— Assignment —
Filter the entries and keep only the lines where the string "validates" appears.

— Given records —
use axum::debug_handler;
use axum::extract::{Query, State};
use axum::response::IntoResponse;
use http::{header, HeaderMap, StatusCode};
use log::error;
use serde::Deserialize;
use crate::error::errors::{Error, ResponseCode};
use crate::middleware::request_id_mw::request_id_from_headers;
use crate::repository::attendance_repo::AttendanceRecord;
use crate::response::common_response::{BaseResponse, GeneralResponseBuilder, GeneralResponseResult, ResponsePagination};
use crate::state::attendance_state::AttendanceState;

const MAX_PAGE_LIMIT: u32 = 500;

#[derive(Debug, Deserialize)]
pub struct ReportQuery {
    pub offset: Option<u64>,
    pub limit: Option<u32>,
}

#[debug_handler(state=AttendanceState)]
pub async fn attendance_report(headers: HeaderMap, State(state): State<AttendanceState>, Query(query): Query<ReportQuery>) -> GeneralResponseResult<BaseResponse<Vec<AttendanceRecord>>> {
    let request_id = request_id_from_headers(&headers);
    let offset = query.offset.unwrap_or(0);
    let limit = query.limit.unwrap_or(50);

    if limit == 0 || limit > MAX_PAGE_LIMIT {
        return Err(Error::bad_request());
    }

    let (records, total) = match state.attendance_service.list_records(offset, limit) {
        Ok((records, total)) => {(records, total)}
        Err(e) => {
            error!("failed to read attendance ledger: {e}");
            return Err(Error::server());
        }
    };

    Ok(GeneralResponseBuilder::new()
        .status_code(StatusCode::OK)
        .body(BaseResponse {
            data: Some(records),
            response_message: "OK".to_string(),
            response_code: ResponseCode::response_code(ResponseCode::CodeOK),
            is_success: true,
            request_id,
        })
        .pagination(ResponsePagination {
            count: total,
            offset,
            limit,
        })
        .build())
}

#[debug_handler(state=AttendanceState)]
pub async fn attendance_report_download(State(state): State<AttendanceState>) -> Result<impl IntoResponse, Error> {
    let csv = match state.attendance_service.export_csv() {
        Ok(csv) => {csv}
        Err(e) => {
            error!("failed to export attendance ledger: {e}");
            return Err(Error::not_found());
        }
    };

    let headers = [
        (header::CONTENT_TYPE, "text/csv; charset=utf-8"),
        (header::CONTENT_DISPOSITION, "attachment; filename=\"attendance.csv\""),
    ];

    Ok((StatusCode::OK, headers, csv))
}
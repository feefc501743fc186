//! Opaque pagination cursors.
//!
//! A cursor carries the sort-key tuple of the last row on a page. The payload
//! is a versioned, tagged binary encoding followed by a CRC32 of the payload,
//! wrapped in URL-safe base64 without padding. Floats travel as raw bits, so
//! `decode_cursor(&encode_cursor(keys)) == keys` holds for every value,
//! including NaN and negative zero.
#![forbid(unsafe_code)]

use base64::engine::general_purpose::URL_SAFE_NO_PAD;
use base64::Engine;
use thiserror::Error;

use crate::query::value::Value;

const CURSOR_VERSION: u8 = 1;
const MAX_LIST_DEPTH: usize = 8;

const TAG_NULL: u8 = 0;
const TAG_BOOL: u8 = 1;
const TAG_INT: u8 = 2;
const TAG_FLOAT: u8 = 3;
const TAG_STRING: u8 = 4;
const TAG_TIMESTAMP: u8 = 5;
const TAG_LIST: u8 = 6;

/// Reasons a cursor string is rejected.
#[derive(Debug, Error, Clone, PartialEq, Eq)]
pub enum CursorError {
    /// Not valid URL-safe base64.
    #[error("cursor is not valid base64: {0}")]
    Encoding(String),
    /// Payload ended early.
    #[error("cursor payload is truncated")]
    Truncated,
    /// Produced by an incompatible encoder.
    #[error("unsupported cursor version {0}")]
    UnsupportedVersion(u8),
    /// Unknown value tag.
    #[error("unknown value tag {0} in cursor")]
    UnknownTag(u8),
    /// CRC mismatch; the cursor was altered or corrupted.
    #[error("cursor checksum mismatch")]
    Checksum,
    /// Bytes left over after the last value.
    #[error("cursor has trailing bytes")]
    TrailingBytes,
    /// Lists nested too deeply.
    #[error("cursor values nest deeper than {MAX_LIST_DEPTH} levels")]
    TooDeep,
    /// String payload is not UTF-8.
    #[error("cursor string is not valid UTF-8")]
    InvalidUtf8,
}

/// Encodes a sort-key tuple into an opaque cursor string.
pub fn encode_cursor(keys: &[Value]) -> String {
    let mut buf = Vec::with_capacity(16 + keys.len() * 9);
    buf.push(CURSOR_VERSION);
    write_len(&mut buf, keys.len());
    for key in keys {
        write_value(&mut buf, key);
    }
    let crc = crc32fast::hash(&buf);
    buf.extend_from_slice(&crc.to_le_bytes());
    URL_SAFE_NO_PAD.encode(buf)
}

/// Decodes a cursor string back into its sort-key tuple.
pub fn decode_cursor(cursor: &str) -> Result<Vec<Value>, CursorError> {
    let bytes = URL_SAFE_NO_PAD
        .decode(cursor)
        .map_err(|err| CursorError::Encoding(err.to_string()))?;
    if bytes.len() < 5 {
        return Err(CursorError::Truncated);
    }
    let (payload, crc) = bytes.split_at(bytes.len() - 4);
    let expected = u32::from_le_bytes([crc[0], crc[1], crc[2], crc[3]]);
    if crc32fast::hash(payload) != expected {
        return Err(CursorError::Checksum);
    }
    let mut reader = Reader { buf: payload, pos: 0 };
    let version = reader.u8()?;
    if version != CURSOR_VERSION {
        return Err(CursorError::UnsupportedVersion(version));
    }
    let count = reader.len()?;
    let mut keys = Vec::with_capacity(count.min(64));
    for _ in 0..count {
        keys.push(reader.value(0)?);
    }
    if reader.pos != payload.len() {
        return Err(CursorError::TrailingBytes);
    }
    Ok(keys)
}

fn write_len(buf: &mut Vec<u8>, len: usize) {
    buf.extend_from_slice(&(len as u32).to_le_bytes());
}

fn write_value(buf: &mut Vec<u8>, value: &Value) {
    match value {
        Value::Null => buf.push(TAG_NULL),
        Value::Bool(v) => {
            buf.push(TAG_BOOL);
            buf.push(u8::from(*v));
        }
        Value::Int(v) => {
            buf.push(TAG_INT);
            buf.extend_from_slice(&v.to_le_bytes());
        }
        Value::Float(v) => {
            buf.push(TAG_FLOAT);
            buf.extend_from_slice(&v.to_bits().to_le_bytes());
        }
        Value::String(v) => {
            buf.push(TAG_STRING);
            write_len(buf, v.len());
            buf.extend_from_slice(v.as_bytes());
        }
        Value::Timestamp(v) => {
            buf.push(TAG_TIMESTAMP);
            buf.extend_from_slice(&v.to_le_bytes());
        }
        Value::List(items) => {
            buf.push(TAG_LIST);
            write_len(buf, items.len());
            for item in items {
                write_value(buf, item);
            }
        }
    }
}

struct Reader<'a> {
    buf: &'a [u8],
    pos: usize,
}

impl<'a> Reader<'a> {
    fn take(&mut self, n: usize) -> Result<&'a [u8], CursorError> {
        let end = self.pos.checked_add(n).ok_or(CursorError::Truncated)?;
        let slice = self.buf.get(self.pos..end).ok_or(CursorError::Truncated)?;
        self.pos = end;
        Ok(slice)
    }

    fn u8(&mut self) -> Result<u8, CursorError> {
        Ok(self.take(1)?[0])
    }

    fn array8(&mut self) -> Result<[u8; 8], CursorError> {
        let mut out = [0u8; 8];
        out.copy_from_slice(self.take(8)?);
        Ok(out)
    }

    fn len(&mut self) -> Result<usize, CursorError> {
        let mut raw = [0u8; 4];
        raw.copy_from_slice(self.take(4)?);
        Ok(u32::from_le_bytes(raw) as usize)
    }

    fn value(&mut self, depth: usize) -> Result<Value, CursorError> {
        match self.u8()? {
            TAG_NULL => Ok(Value::Null),
            TAG_BOOL => match self.u8()? {
                0 => Ok(Value::Bool(false)),
                1 => Ok(Value::Bool(true)),
                other => Err(CursorError::UnknownTag(other)),
            },
            TAG_INT => Ok(Value::Int(i64::from_le_bytes(self.array8()?))),
            TAG_FLOAT => Ok(Value::Float(f64::from_bits(u64::from_le_bytes(self.array8()?)))),
            TAG_STRING => {
                let len = self.len()?;
                let bytes = self.take(len)?;
                String::from_utf8(bytes.to_vec())
                    .map(Value::String)
                    .map_err(|_| CursorError::InvalidUtf8)
            }
            TAG_TIMESTAMP => Ok(Value::Timestamp(i64::from_le_bytes(self.array8()?))),
            TAG_LIST => {
                if depth >= MAX_LIST_DEPTH {
                    return Err(CursorError::TooDeep);
                }
                let count = self.len()?;
                let mut items = Vec::with_capacity(count.min(64));
                for _ in 0..count {
                    items.push(self.value(depth + 1)?);
                }
                Ok(Value::List(items))
            }
            other => Err(CursorError::UnknownTag(other)),
        }
    }
}

#[cfg(test)]
mod tests {
    use super::*;

    #[test]
    fn round_trips_edge_values() {
        let keys = vec![
            Value::Float(-0.0),
            Value::Float(f64::NAN),
            Value::from("ünïcode"),
            Value::Timestamp(i64::MIN),
            Value::Null,
            Value::List(vec![Value::Int(1), Value::Bool(false)]),
        ];
        let cursor = encode_cursor(&keys);
        assert!(cursor
            .chars()
            .all(|c| c.is_ascii_alphanumeric() || c == '-' || c == '_'));
        let decoded = decode_cursor(&cursor).expect("decodes");
        assert_eq!(decoded, keys);
        match decoded[0] {
            Value::Float(v) => assert!(v.is_sign_negative()),
            ref other => panic!("unexpected value: {other:?}"),
        }
    }

    #[test]
    fn tampering_is_detected() {
        let cursor = encode_cursor(&[Value::Int(42)]);
        let mut bytes = URL_SAFE_NO_PAD.decode(&cursor).expect("base64");
        bytes[6] ^= 0x01;
        let tampered = URL_SAFE_NO_PAD.encode(bytes);
        assert_eq!(decode_cursor(&tampered), Err(CursorError::Checksum));
    }

    #[test]
    fn garbage_is_rejected() {
        assert!(matches!(decode_cursor("not base64!"), Err(CursorError::Encoding(_))));
        assert_eq!(decode_cursor("AAAA"), Err(CursorError::Truncated));
    }

    #[test]
    fn empty_tuple_round_trips() {
        assert_eq!(decode_cursor(&encode_cursor(&[])).expect("decodes"), Vec::<Value>::new());
    }
}
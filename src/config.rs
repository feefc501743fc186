//! Compiler configuration.
//!
//! Every section has defaults, so a TOML file only needs the keys it
//! overrides:
//!
//! ```toml
//! default_timeout_ms = 250
//!
//! [limits]
//! max_page_size = 500
//!
//! [selectivity]
//! eq = 0.05
//! ```

use std::fs;
use std::path::{Path, PathBuf};

use serde::{Deserialize, Serialize};
use thiserror::Error;

/// Structural limits enforced while normalizing and validating queries.
#[derive(Clone, Debug, PartialEq, Eq, Serialize, Deserialize)]
#[serde(default)]
pub struct Limits {
    /// Maximum nodes in a filter tree.
    pub max_predicate_nodes: usize,
    /// Maximum nesting depth of a filter tree.
    pub max_predicate_depth: usize,
    /// Maximum operands of a set operator.
    pub max_in_values: usize,
    /// Largest accepted page size.
    pub max_page_size: u32,
    /// Page size applied when a non-aggregating query omits pagination.
    pub default_page_size: u32,
}

impl Default for Limits {
    fn default() -> Self {
        Self {
            max_predicate_nodes: 10_000,
            max_predicate_depth: 256,
            max_in_values: 10_000,
            max_page_size: 1_000,
            default_page_size: 50,
        }
    }
}

/// Default selectivity per operator, used when statistics are absent.
#[allow(missing_docs)]
#[derive(Clone, Debug, PartialEq, Serialize, Deserialize)]
#[serde(default)]
pub struct SelectivityTable {
    pub eq: f64,
    pub ne: f64,
    pub range: f64,
    /// Per operand, capped at 1.
    pub in_per_value: f64,
    pub not_in: f64,
    pub contains: f64,
    pub starts_with: f64,
    pub ends_with: f64,
    pub matches: f64,
    pub is_null: f64,
    pub is_not_null: f64,
    pub array_contains: f64,
    /// Per operand, capped at 1.
    pub array_contains_any_per_value: f64,
    /// Floor applied to every estimate so costs never collapse to zero.
    pub min: f64,
}

impl Default for SelectivityTable {
    fn default() -> Self {
        Self {
            eq: 0.1,
            ne: 0.9,
            range: 0.3,
            in_per_value: 0.1,
            not_in: 0.9,
            contains: 0.25,
            starts_with: 0.2,
            ends_with: 0.25,
            matches: 0.25,
            is_null: 0.1,
            is_not_null: 0.9,
            array_contains: 0.1,
            array_contains_any_per_value: 0.1,
            min: 0.0001,
        }
    }
}

/// Per-row cost weights of the baseline cost model.
#[derive(Clone, Debug, PartialEq, Serialize, Deserialize)]
#[serde(default)]
pub struct CostModel {
    /// Row estimate for entities without statistics.
    pub default_row_count: u64,
    /// Cost of reading one row in a full scan.
    pub scan_row_cost: f64,
    /// Cost of reading one row through an index.
    pub index_row_cost: f64,
    /// Cost of evaluating one row in an in-memory operator.
    pub memory_row_cost: f64,
    /// Cost per build or probe row of an in-memory hash join.
    pub hash_join_row_cost: f64,
    /// Right inputs estimated below this many rows use a nested-loop join.
    pub nested_loop_threshold: u64,
    /// Multiplier for `n log2 n` sort cost.
    pub sort_row_cost: f64,
    /// Discount applied to operators executed by the backend.
    pub backend_discount: f64,
}

impl Default for CostModel {
    fn default() -> Self {
        Self {
            default_row_count: 1_000,
            scan_row_cost: 1.0,
            index_row_cost: 1.0,
            memory_row_cost: 0.1,
            hash_join_row_cost: 0.2,
            nested_loop_threshold: 64,
            sort_row_cost: 0.05,
            backend_discount: 0.5,
        }
    }
}

/// Top-level compiler configuration.
#[derive(Clone, Debug, PartialEq, Serialize, Deserialize)]
#[serde(default)]
pub struct CompilerConfig {
    /// Structural limits.
    pub limits: Limits,
    /// Selectivity heuristics.
    pub selectivity: SelectivityTable,
    /// Cost weights.
    pub cost: CostModel,
    /// Deadline applied when a query sets no timeout; `None` disables it.
    pub default_timeout_ms: Option<u64>,
    /// Plan cache entries; zero disables caching.
    pub plan_cache_capacity: usize,
}

impl Default for CompilerConfig {
    fn default() -> Self {
        Self {
            limits: Limits::default(),
            selectivity: SelectivityTable::default(),
            cost: CostModel::default(),
            default_timeout_ms: None,
            plan_cache_capacity: 256,
        }
    }
}

impl CompilerConfig {
    /// Tight limits and a short deadline for latency-sensitive gateways.
    pub fn interactive() -> Self {
        Self {
            limits: Limits {
                max_predicate_nodes: 1_000,
                max_predicate_depth: 64,
                max_in_values: 1_000,
                max_page_size: 200,
                default_page_size: 25,
            },
            default_timeout_ms: Some(100),
            ..Self::default()
        }
    }

    /// Generous limits and no deadline for offline reporting jobs.
    pub fn batch() -> Self {
        Self {
            limits: Limits {
                max_predicate_nodes: 100_000,
                max_predicate_depth: 1_024,
                max_in_values: 100_000,
                max_page_size: 1_000,
                default_page_size: 1_000,
            },
            default_timeout_ms: None,
            plan_cache_capacity: 0,
            ..Self::default()
        }
    }

    /// Parses a TOML document and validates it.
    pub fn from_toml_str(text: &str) -> Result<Self, ConfigError> {
        let config: CompilerConfig =
            toml::from_str(text).map_err(|source| ConfigError::Parse { path: None, source })?;
        config.validate()?;
        Ok(config)
    }

    /// Reads, parses, and validates a TOML file.
    pub fn load(path: impl AsRef<Path>) -> Result<Self, ConfigError> {
        let path = path.as_ref();
        let contents = fs::read_to_string(path).map_err(|source| ConfigError::Read {
            path: path.to_path_buf(),
            source,
        })?;
        let config: CompilerConfig = toml::from_str(&contents).map_err(|source| ConfigError::Parse {
            path: Some(path.to_path_buf()),
            source,
        })?;
        config.validate()?;
        Ok(config)
    }

    /// Checks cross-field constraints.
    pub fn validate(&self) -> Result<(), ConfigError> {
        let limits = &self.limits;
        if limits.max_page_size == 0 || limits.max_page_size > 1_000 {
            return Err(ConfigError::invalid("limits.max_page_size", "must be within 1..=1000"));
        }
        if limits.default_page_size == 0 || limits.default_page_size > limits.max_page_size {
            return Err(ConfigError::invalid(
                "limits.default_page_size",
                "must be within 1..=max_page_size",
            ));
        }
        if limits.max_predicate_nodes == 0 || limits.max_predicate_depth == 0 {
            return Err(ConfigError::invalid("limits", "predicate budgets must be positive"));
        }
        let sel = &self.selectivity;
        let entries = [
            ("eq", sel.eq),
            ("ne", sel.ne),
            ("range", sel.range),
            ("in_per_value", sel.in_per_value),
            ("not_in", sel.not_in),
            ("contains", sel.contains),
            ("starts_with", sel.starts_with),
            ("ends_with", sel.ends_with),
            ("matches", sel.matches),
            ("is_null", sel.is_null),
            ("is_not_null", sel.is_not_null),
            ("array_contains", sel.array_contains),
            ("array_contains_any_per_value", sel.array_contains_any_per_value),
            ("min", sel.min),
        ];
        for (name, value) in entries {
            if !(0.0..=1.0).contains(&value) {
                return Err(ConfigError::Invalid {
                    field: format!("selectivity.{name}"),
                    reason: "must be within 0.0..=1.0".to_owned(),
                });
            }
        }
        let cost = &self.cost;
        let weights = [
            cost.scan_row_cost,
            cost.index_row_cost,
            cost.memory_row_cost,
            cost.hash_join_row_cost,
            cost.sort_row_cost,
            cost.backend_discount,
        ];
        if weights.iter().any(|w| !w.is_finite() || *w < 0.0) {
            return Err(ConfigError::invalid("cost", "weights must be finite and non-negative"));
        }
        Ok(())
    }
}

/// Failures while loading configuration.
#[allow(missing_docs)]
#[derive(Debug, Error)]
pub enum ConfigError {
    #[error("failed to read compiler config {path}: {source}")]
    Read {
        path: PathBuf,
        source: std::io::Error,
    },
    #[error("failed to parse compiler config{}: {source}", display_path(.path))]
    Parse {
        path: Option<PathBuf>,
        source: toml::de::Error,
    },
    #[error("invalid compiler config value {field}: {reason}")]
    Invalid { field: String, reason: String },
}

impl ConfigError {
    fn invalid(field: &str, reason: &str) -> Self {
        ConfigError::Invalid {
            field: field.to_owned(),
            reason: reason.to_owned(),
        }
    }
}

fn display_path(path: &Option<PathBuf>) -> String {
    match path {
        Some(path) => format!(" {}", path.display()),
        None => String::new(),
    }
}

— Answer section —
    /// Parses a TOML document and validates it.
    /// Reads, parses, and validates a TOML file.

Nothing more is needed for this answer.